I did some research on this a few months ago. Let's say you have a DC source of 3V, and a load of 200 ohm. The characteristic impedance of the line 50 ohm.
At time zero, the source sees an impedance of 50ohm, so current is 3 / 50 into the TL.
Some time later, voltage 3, current (3 / 50) will reach end of transmission line and see a load of 200.
At that point current can do two things:
A. Sink in whole or in part into 200 ohm resistor.
B. Return back along transmission line.
In B, it has 2 further options:
B.1. return in the same voltage as the incident wave
B.2. return in the opposite voltage (negative in this case) amplitude.
If anything returns, the amount of returning current adds or subtructs from the voltage of the incident wave at the end of TL line.
It solves the following equation (X is a fraction between 0 and 1):
3V + X * (3/50)A * 50 = (1 - X) * (3/50)A * 20Ohm
For case B.2.:
3V - X * (3/50)A * 50 = (1 - X) * (3/50)A * 200 Ohm.
In having too much current to sink into the 200 ohm resistor, it chooses to increase the voltage at the end of the TL line (when the incident wave gets there). The original current is distributed between 200 ohm resistor and a backward wave that adds to the voltage of the incident wave:
3V + voltage of backward wave = 3V + (backward travelling current) * 50 ohm = voltage across 200 ohm resistor = current across 200 ohm resistor * (200 ohm)
If the 200 ohm resistor were smaller than 50, it'd be the other way around (Case 2.B.), and the backward traveling wave will be of negative voltage and reduce the amplitude of 3V to (3V - (backward travelling current) * 50ohm).
If the load is 50 ohm, there won't be backward travelling wave (fraction X would be zero).
The backward travelling wave will reach the source at the same delay it took the incident wave to reach the load.
Meanwhile, the 3V will continue producing incident waves on its end (travelling through the line towards the load at a constant speed).
The backward wave will travel on top of incident waves (waves can travel over each other).
When it reaches the source, it will solve:
Let's say the backward voltage was 2V (current 2V / 50). You can solve the equation to know exactly.
3V DC source = 2V (backward wave) + (fraction of (2V / 50) current reversing to forward wave) * 50 Ohm
Some current reverses again into an incident wave to make the voltage at the start of the transmission line 3V as is the voltage of the DC source, and the rest of the current sinks into the 3V DC source (the current that doesn't reverse from backward wave back to forward wave).
(Since this solution encompasses the DC source and the backward wave, this is the complete solution for the start, or left edge, of the TL line for the moment the backwards wave comes back. There is nothing to add by superposition to the start of the TL line at that moment. Of course at the same moment some incident wave from earlier will reach the right end of the TL line, and will require a separate solution for the right end of the TL line).
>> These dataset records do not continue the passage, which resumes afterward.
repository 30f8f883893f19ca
//! Error types for the collection actor and its clients.

use crate::codec::CodecError;
use std::time::Duration;
use thiserror::Error;

/// Errors a caller of a [`CollectionClient`](super::CollectionClient) can observe.
#[derive(Debug, Error)]
pub enum CollectionError {
    /// The actor executed the request and the codec reported a failure.
    #[error(transparent)]
    Codec(#[from] CodecError),

    /// No reply arrived within the service timeout. The request may still complete.
    #[error("service timeout after {0:?}")]
    Timeout(Duration),

    /// The actor has stopped and no longer accepts requests.
    #[error("collection actor stopped")]
    Stopped,

    /// The actor dropped the reply channel without answering.
    #[error("collection actor dropped response channel")]
    ActorDropped,
}

impl CollectionError {
    /// True for [`CollectionError::Timeout`].
    pub fn is_timeout(&self) -> bool {
        matches!(self, CollectionError::Timeout(_))
    }
}
use logaggr::codec::read_collection;
use logaggr::collection::CollectionError;
use logaggr::config::CollectionConfig;
use logaggr::lifecycle::CollectionSystem;
use logaggr::model::LogLine;
use serde_json::json;
use std::time::Duration;
use tempfile::TempDir;

/// End-to-end: several collections served side by side, then shut down together.
#[tokio::test]
async fn test_full_collection_system() {
    let dir = TempDir::new().unwrap();
    let config = CollectionConfig::from_json_str(
        r#"{"serviceTimeout": 2000, "createIfMissing": true, "syncOnAppend": false}"#,
    )
    .unwrap();
    let system = CollectionSystem::with_config(config);

    let access = system.collection(dir.path().join("access.txt"));
    let errors = system.collection(dir.path().join("errors.txt"));
    assert_eq!(access.service_timeout(), Duration::from_millis(2000));

    access
        .append(LogLine::try_from(json!({"method": "GET", "url": "/test/url", "status": 200})).unwrap())
        .await
        .unwrap();
    errors
        .append(LogLine::try_from(json!({"level": "error", "msg": "boom"})).unwrap())
        .await
        .unwrap();
    access
        .append(LogLine::try_from(json!({"method": "POST", "url": "/login", "status": 302})).unwrap())
        .await
        .unwrap();

    // Looking the collection up again reaches the same actor.
    let again = system.collection(dir.path().join("access.txt"));
    let lines = again.read_all().await.unwrap();
    assert_eq!(lines.len(), 2);
    assert_eq!(lines[1].get("status"), Some(&json!(302.0)));
    assert_eq!(system.len(), 2);

    system.shutdown().await.unwrap();
    assert!(!access.is_running());
    assert!(!errors.is_running());
    assert!(matches!(
        errors.append(LogLine::new()).await,
        Err(CollectionError::Stopped)
    ));

    // Files stay readable without any actor.
    let on_disk = read_collection(dir.path().join("errors.txt")).unwrap();
    assert_eq!(on_disk, vec![LogLine::try_from(json!({"level": "error", "msg": "boom"})).unwrap()]);
}
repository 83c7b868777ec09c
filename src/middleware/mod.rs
pub mod request_id;
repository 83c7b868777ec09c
use axum::extract::State;
use axum::http::StatusCode;
use axum::routing::get;
use axum::{Json, Router};

use crate::response::AppError;
use crate::state::AppState;

pub fn router() -> Router<AppState> {
    Router::new()
        .route("/", get(health_check))
        .route("/live", get(liveness))
        .route("/ready", get(readiness))
}

pub async fn health_check(State(state): State<AppState>) -> Json<serde_json::Value> {
    Json(serde_json::json!({
        "status": "ok",
        "uptimeSecs": state.uptime_secs(),
        "dataset": {
            "idioms": state.catalog().len(),
        }
    }))
}

pub async fn liveness() -> StatusCode {
    StatusCode::OK
}

/// 空数据集时所有查询都只会返回空结果，不视为就绪
pub async fn readiness(State(state): State<AppState>) -> Result<StatusCode, AppError> {
    if state.catalog().is_empty() {
        return Err(AppError::service_unavailable("Idiom dataset is empty"));
    }
    Ok(StatusCode::OK)
}
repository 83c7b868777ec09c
use axum::body::Body;
use axum::extract::Request;
use axum::http::{header, HeaderValue, StatusCode};
use axum::middleware::Next;
use axum::response::{IntoResponse, Response};
use http_body_util::BodyExt;
use tracing::Instrument;

use crate::response::ErrorBody;

pub const REQUEST_ID_HEADER: &str = "x-request-id";

pub async fn request_id_middleware(req: Request, next: Next) -> Response {
    let request_id = req
        .headers()
        .get(REQUEST_ID_HEADER)
        .and_then(|v| v.to_str().ok())
        .filter(|s| is_valid_request_id(s))
        .map(|s| s.to_string())
        .unwrap_or_else(|| uuid::Uuid::new_v4().to_string());

    let span = tracing::info_span!("request", request_id = %request_id);

    let method = req.method().clone();
    let path = req.uri().path().to_string();
    let response = async move {
        let start = std::time::Instant::now();
        let response = next.run(req).await;

        tracing::info!(
            method = %method,
            path = %path,
            status = %response.status().as_u16(),
            latency_ms = %start.elapsed().as_millis(),
            "request completed"
        );
        response
    }
    .instrument(span)
    .await;

    let status = response.status();
    let mut response = if status.is_client_error() || status.is_server_error() {
        if is_json_content_type(&response) {
            inject_trace_id(response, &request_id).await
        } else {
            // 405、超时等由框架直接生成的非 JSON 错误统一包装
            wrap_plain_error_as_json(response, &request_id).await
        }
    } else {
        response
    };

    if let Ok(value) = HeaderValue::from_str(&request_id) {
        response.headers_mut().insert(REQUEST_ID_HEADER, value);
    }
    response
}

fn is_json_content_type(response: &Response) -> bool {
    response
        .headers()
        .get(header::CONTENT_TYPE)
        .and_then(|v| v.to_str().ok())
        .map(|ct| ct.contains("application/json"))
        .unwrap_or(false)
}

async fn inject_trace_id(response: Response, request_id: &str) -> Response {
    let (mut parts, body) = response.into_parts();

    let bytes = match body.collect().await {
        Ok(collected) => collected.to_bytes(),
        Err(_) => return Response::from_parts(parts, Body::empty()),
    };

    let patched = match serde_json::from_slice::<serde_json::Value>(&bytes) {
        Ok(serde_json::Value::Object(mut obj)) => {
            obj.insert(
                "traceId".to_string(),
                serde_json::Value::String(request_id.to_string()),
            );
            serde_json::to_vec(&obj).unwrap_or_else(|_| bytes.to_vec())
        }
        _ => bytes.to_vec(),
    };

    // 长度已变化
    parts.headers.remove(header::CONTENT_LENGTH);
    Response::from_parts(parts, Body::from(patched))
}

async fn wrap_plain_error_as_json(response: Response, request_id: &str) -> Response {
    let status = response.status();

    let (_, body) = response.into_parts();
    let original_message = body
        .collect()
        .await
        .ok()
        .map(|c| String::from_utf8_lossy(&c.to_bytes()).trim().to_string())
        .filter(|s| !s.is_empty());

    let message = original_message
        .unwrap_or_else(|| status.canonical_reason().unwrap_or("Error").to_string());

    (
        status,
        axum::Json(ErrorBody {
            success: false,
            code: error_code_for_status(status).to_string(),
            message,
            trace_id: Some(request_id.to_string()),
        }),
    )
        .into_response()
}

fn error_code_for_status(status: StatusCode) -> &'static str {
    match status {
        StatusCode::BAD_REQUEST => "BAD_REQUEST",
        StatusCode::NOT_FOUND => "NOT_FOUND",
        StatusCode::METHOD_NOT_ALLOWED => "METHOD_NOT_ALLOWED",
        StatusCode::PAYLOAD_TOO_LARGE => "PAYLOAD_TOO_LARGE",
        StatusCode::UNSUPPORTED_MEDIA_TYPE => "UNSUPPORTED_MEDIA_TYPE",
        StatusCode::REQUEST_TIMEOUT => "REQUEST_TIMEOUT",
        StatusCode::SERVICE_UNAVAILABLE => "SERVICE_UNAVAILABLE",
        _ => "INTERNAL_ERROR",
    }
}

/// 客户端提供的 x-request-id：不超过 128 字符，仅允许字母数字、连字符和下划线
fn is_valid_request_id(id: &str) -> bool {
    !id.is_empty()
        && id.len() <= 128
        && id
            .bytes()
            .all(|b| b.is_ascii_alphanumeric() || b == b'-' || b == b'_')
}
use idiom_service::idiom::Idiom;

pub fn idiom(word: &str, pinyin: &str, explanation: &str) -> Idiom {
    Idiom {
        word: word.to_string(),
        pinyin: pinyin.to_string(),
        explanation: explanation.to_string(),
        ..Idiom::default()
    }
}

pub fn sample_idioms() -> Vec<Idiom> {
    vec![
        Idiom {
            word: "一马当先".to_string(),
            pinyin: "yī mǎ dāng xiān".to_string(),
            explanation: "原指作战时策马冲锋在前。现也比喻工作走在群众前面，起带头作用。".to_string(),
            derivation: "明·施耐庵《水浒全传》第五十七回".to_string(),
            example: "他在工作中总是一马当先。".to_string(),
            abbreviation: "ymdx".to_string(),
        },
        idiom("一马平川", "yī mǎ píng chuān", "可以纵马驰骋的一片平地。"),
        idiom("二三其德", "èr sān qí dé", "指三心二意，不专一。"),
        idiom("一马当千", "yī mǎ dāng qiān", "一人可抵挡千人。"),
    ]
}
(When there's no backward wave, the 3V at the start of the TL is achieved by an incident wave of (3V / 50 ohm) current into the TL line).
This is how a circuit simulator can track a lossless TL line, without using R, L, C as a model. There are general equations for AC sources, but it's nice to understand how to solve moment by moment (like in AC there are phasor equations, but it's nice to know the specific solution at each timestamp).
You could try it in LTSpice and in the Falstad simulator..
If you track this process for a DC source, with a TL line with, say, 500ns delay, you'll see that the effects of the mismatch hardly amount to anything except at the very beginning.
(This is not so difficult when it's explained, but seems like most books don't bother explaining those mechanics, and jump to generalizations instead).
If you have Z source (Zg in your figure), the initial incident wave will be: 3V / (Zg + 50). In my answer, I assumed that you don't have Zg, but the process is the same regardless of Zg, or, for that matter, the kind of circuit stage you have before and after the TL line.